Legal “Enron” shines light on e-discovery

Legal “Enron” shines light on e-discovery

Month Date, 2006: Labelled the "legal Enron", the US contempt trial of six lawyers in the fallout of Qualcomm v Broadcom has shone new light on the importance of electronic discovery.

>The effect of this case on Australian legal practise will be the subject of a presentation from Maureen Duffy, National Practice Coordinator of Freehills, at the 2nd Annual Information Management and E-Discovery Summit in Sydney on June 17 and 18.

>The US case stems from a patent infringement trial where a Qualcomm witness admitted that he had critical e-mails that were not disclosed to the opposition despite repeated demands. The witness said senior counsel knew that these e-mails existed and were not disclosed.

Qualcomm later lost the trial and further inquiry revealed more than 200,000 pages of relevant e-mails were not disclosed. In the contempt hearing that followed, Qualcomm claimed attorney-client privilege which gagged the six outside counsel from speaking in their own defence.

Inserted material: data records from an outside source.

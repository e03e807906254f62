//! Relay channel and wire protocol
//!
//! The relay is the out-of-band channel used to exchange negotiation payloads
//! before any direct peer link exists.

pub mod channel;
pub mod protocol;

pub use channel::{ChannelEvent, RelaySender};
pub use protocol::{CandidateInit, InboundEnvelope, OutboundEnvelope, SignalKind};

That decision has now been reversed and the six external lawyers subjected to a new contempt trial.

"This is being hailed as the most important case of the year," Duffy said. "Not because anyone disagrees, if proved true, but because it shines a light on what is expected of an attorney and client during litigation. In this electronic age, locating relevant evidence often involves the complicated task of searching emails and other electronic information."

She said the American Bar Association had guidelines and checklists that lawyers should follow and some firms have recommended that an e-discovery specialist be consulted on every litigation. So how will this affect Australia?

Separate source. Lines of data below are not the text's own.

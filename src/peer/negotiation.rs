//! Negotiation capability boundary
//!
//! The actual offer/answer/candidate engine (a WebRTC-equivalent) lives
//! outside this crate. The dispatcher drives it through [`Negotiator`] and
//! consumes its callbacks as [`NegotiationEvent`]s delivered on the session's
//! single event stream. Descriptions and candidates are opaque payloads; the
//! core never inspects SDP semantics or the ICE algorithm.

use crate::config::IceServerConfig;
use crate::media::RemoteMediaHandle;
use crate::signaling::CandidateInit;
use crate::Result;
use async_trait::async_trait;
use serde_json::Value;
use std::sync::Arc;
use tokio::sync::mpsc;

/// Callbacks emitted by the negotiation capability
#[derive(Debug, Clone)]
pub enum NegotiationEvent {
    /// The capability gathered a local candidate to relay to the peer
    LocalCandidate {
        /// Peer the candidate belongs to
        peer_id: String,
        /// Candidate payload to forward over the relay
        candidate: CandidateInit,
    },

    /// Remote media attached; the peer link is live
    MediaAttached {
        /// Peer whose media attached
        peer_id: String,
        /// Opaque inbound media reference
        handle: RemoteMediaHandle,
    },

    /// Remote media detached; the peer session is over
    MediaDetached {
        /// Peer whose media detached
        peer_id: String,
    },
}

/// One negotiation engine instance, owned by a single peer session
///
/// Operations may suspend; their completions are delivered back into the
/// session's single-threaded event stream, so implementations need no
/// internal ordering guarantees beyond their own correctness.
#[async_trait]
pub trait Negotiator: Send + Sync {
    /// Produce a local offer description
    async fn create_offer(&self) -> Result<Value>;

    /// Apply the remote offer and produce a local answer description
    async fn create_answer(&self, remote_description: Value) -> Result<Value>;

    /// Commit a locally produced description
    async fn set_local_description(&self, description: Value) -> Result<()>;

    /// Apply a description received from the remote peer
    async fn set_remote_description(&self, description: Value) -> Result<()>;

    /// Feed a relayed remote candidate into the engine
    async fn add_ice_candidate(&self, candidate: CandidateInit) -> Result<()>;

    /// Release the engine; called exactly once when the session closes
    async fn close(&self) -> Result<()>;
}

/// Factory creating one [`Negotiator`] per remote peer
pub trait NegotiatorFactory: Send + Sync {
    /// Create an engine for `peer_id`
    ///
    /// The engine reports its callbacks for this peer through `events`.
    fn create(
        &self,
        peer_id: &str,
        ice_servers: &[IceServerConfig],
        events: mpsc::UnboundedSender<NegotiationEvent>,
    ) -> Result<Arc<dyn Negotiator>>;
}
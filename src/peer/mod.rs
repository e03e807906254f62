//! Peer sessions and the negotiation capability boundary
//!
//! One [`PeerSession`] exists per remote participant; it owns that peer's
//! negotiation handle and tracks its role and phase.

pub mod negotiation;
pub mod session;

pub use negotiation::{NegotiationEvent, Negotiator, NegotiatorFactory};
pub use session::{NegotiationPhase, NegotiationRole, PeerSession, PeerSnapshot};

"Australia is still adjusting to the fact that evidence has almost completely shifted from paper to electronic. Gathering evidence is no longer an exercise carried out by junior lawyers under supervision, but a complicated duty requiring sophisticated oversight and inquiry.

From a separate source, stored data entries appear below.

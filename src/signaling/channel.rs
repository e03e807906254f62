//! Relay channel adapter over WebSocket
//!
//! Owns the single duplex connection to the signaling relay. Outbound
//! envelopes are serialized and sent only while the socket is open; otherwise
//! they are dropped silently (signaling is best-effort and superseded by later
//! messages, so there is no queueing or retry). Inbound frames are decoded and
//! surfaced as [`ChannelEvent`]s: exactly one `Opened`, then messages, then
//! exactly one terminal `Closed` or `Error`.

use super::protocol::{self, InboundEnvelope, OutboundEnvelope};
use crate::{Error, Result};
use futures::{SinkExt, StreamExt};
use serde_json::Value;
use std::sync::atomic::{AtomicBool, Ordering};
use std::sync::Arc;
use tokio::sync::mpsc;
use tokio_tungstenite::{connect_async, tungstenite::Message, MaybeTlsStream, WebSocketStream};
use tracing::{debug, error, info, warn};

type WsStream = WebSocketStream<MaybeTlsStream<tokio::net::TcpStream>>;

/// Events surfaced by the relay channel
#[derive(Debug)]
pub enum ChannelEvent {
    /// The relay connection is established (emitted exactly once)
    Opened,

    /// A well-formed signaling envelope arrived
    Message {
        /// Decoded envelope
        envelope: InboundEnvelope,
        /// Raw JSON value, kept for observability
        raw: Value,
    },

    /// An inbound frame failed to parse (recoverable, the frame is dropped)
    Malformed {
        /// Parse failure cause
        error: Error,
    },

    /// The relay connection closed normally (terminal)
    Closed,

    /// The relay connection failed (terminal)
    Error {
        /// Transport failure cause
        error: Error,
    },
}

/// Handle for transmitting envelopes over the relay connection
///
/// Cheap to clone; all clones share the open/closed state of the underlying
/// socket.
#[derive(Clone)]
pub struct RelaySender {
    tx: mpsc::UnboundedSender<Message>,
    open: Arc<AtomicBool>,
}

impl RelaySender {
    /// Send an envelope if the connection is open, silently drop it otherwise
    pub fn send(&self, envelope: &OutboundEnvelope) {
        if !self.is_open() {
            debug!(kind = envelope.kind().as_str(), "Relay closed, dropping outbound envelope");
            return;
        }

        match envelope.to_json() {
            Ok(json) => {
                debug!(kind = envelope.kind().as_str(), "Sending signaling envelope");
                // A send error means the socket task is gone; the envelope is
                // dropped, matching the closed-connection behavior.
                let _ = self.tx.send(Message::Text(json));
            }
            Err(e) => warn!("Failed to encode outbound envelope: {}", e),
        }
    }

    /// Whether the relay connection is currently open
    pub fn is_open(&self) -> bool {
        self.open.load(Ordering::SeqCst)
    }

    /// Close the relay connection
    ///
    /// Marks the channel closed and queues a close frame behind any envelopes
    /// already in flight.
    pub fn close(&self) {
        if self.open.swap(false, Ordering::SeqCst) {
            info!("Closing relay connection");
            let _ = self.tx.send(Message::Close(None));
        }
    }

    /// Build a sender backed by a plain channel, for tests that inspect
    /// outbound frames without a socket
    #[cfg(test)]
    pub(crate) fn test_pair() -> (Self, mpsc::UnboundedReceiver<Message>) {
        let (tx, rx) = mpsc::unbounded_channel();
        (
            Self {
                tx,
                open: Arc::new(AtomicBool::new(true)),
            },
            rx,
        )
    }
}

/// Connect to the signaling relay
///
/// Returns the outbound sender and the inbound event stream. Background tasks
/// own the two halves of the socket; they terminate when the connection ends
/// or every [`RelaySender`] clone is dropped.
pub async fn connect(url: &str) -> Result<(RelaySender, mpsc::UnboundedReceiver<ChannelEvent>)> {
    info!("Connecting to signaling relay: {}", url);

    let (ws_stream, _) = connect_async(url)
        .await
        .map_err(|e| Error::TransportFailure(format!("Failed to connect to relay: {}", e)))?;

    info!("Connected to signaling relay");

    let (write, read) = ws_stream.split();
    let (tx, rx) = mpsc::unbounded_channel();
    let (event_tx, event_rx) = mpsc::unbounded_channel();
    let open = Arc::new(AtomicBool::new(true));

    let _ = event_tx.send(ChannelEvent::Opened);

    tokio::spawn(sender_task(write, rx));
    tokio::spawn(receiver_task(read, event_tx, open.clone()));

    Ok((RelaySender { tx, open }, event_rx))
}

/// Sender task: forwards queued frames to the WebSocket
async fn sender_task(
    mut write: futures::stream::SplitSink<WsStream, Message>,
    mut rx: mpsc::UnboundedReceiver<Message>,
) {
    while let Some(msg) = rx.recv().await {
        let is_close = matches!(msg, Message::Close(_));
        if let Err(e) = write.send(msg).await {
            error!("Failed to send relay frame: {}", e);
            break;
        }
        if is_close {
            break;
        }
    }

    debug!("Relay sender task terminated");
}

/// Receiver task: decodes inbound frames into channel events
///
/// Emits exactly one terminal `Closed` or `Error` event before returning.
async fn receiver_task(
    mut read: futures::stream::SplitStream<WsStream>,
    events: mpsc::UnboundedSender<ChannelEvent>,
    open: Arc<AtomicBool>,
) {
    let terminal = loop {
        match read.next().await {
            Some(Ok(Message::Text(text))) => {
                let event = match protocol::decode(&text) {
                    Ok((envelope, raw)) => ChannelEvent::Message { envelope, raw },
                    Err(error) => {
                        warn!("Dropping malformed relay message: {}", error);
                        ChannelEvent::Malformed { error }
                    }
                };
                if events.send(event).is_err() {
                    break ChannelEvent::Closed;
                }
            }
            Some(Ok(Message::Close(_))) | None => {
                info!("Relay connection closed");
                break ChannelEvent::Closed;
            }
            Some(Err(e)) => {
                error!("Relay connection error: {}", e);
                break ChannelEvent::Error {
                    error: Error::TransportFailure(e.to_string()),
                };
            }
            Some(Ok(_)) => {} // ping/pong/binary frames are not signaling
        }
    };

    open.store(false, Ordering::SeqCst);
    let _ = events.send(terminal);

    debug!("Relay receiver task terminated");
}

"Australian courts will be keenly aware of what is happening in the rest of the world. The 'just, quick and cheap' principle will be tested. Undoubtedly, courts will be placing limits on the extent of discovery obligations as was clear in the Federal Court in Melbourne recently in the litigation involving ANZ Bank and Opes Prime.

"What is certain is that litigating in this e-world will not be business as usual."

Duffy will be presenting at the two-day event alongside NSW Attorney General John Hatzistergos; Michelle Mahoney, Applied Legal Technology, Mallesons Stephen Jacques; and Justice Brian Tamberlin.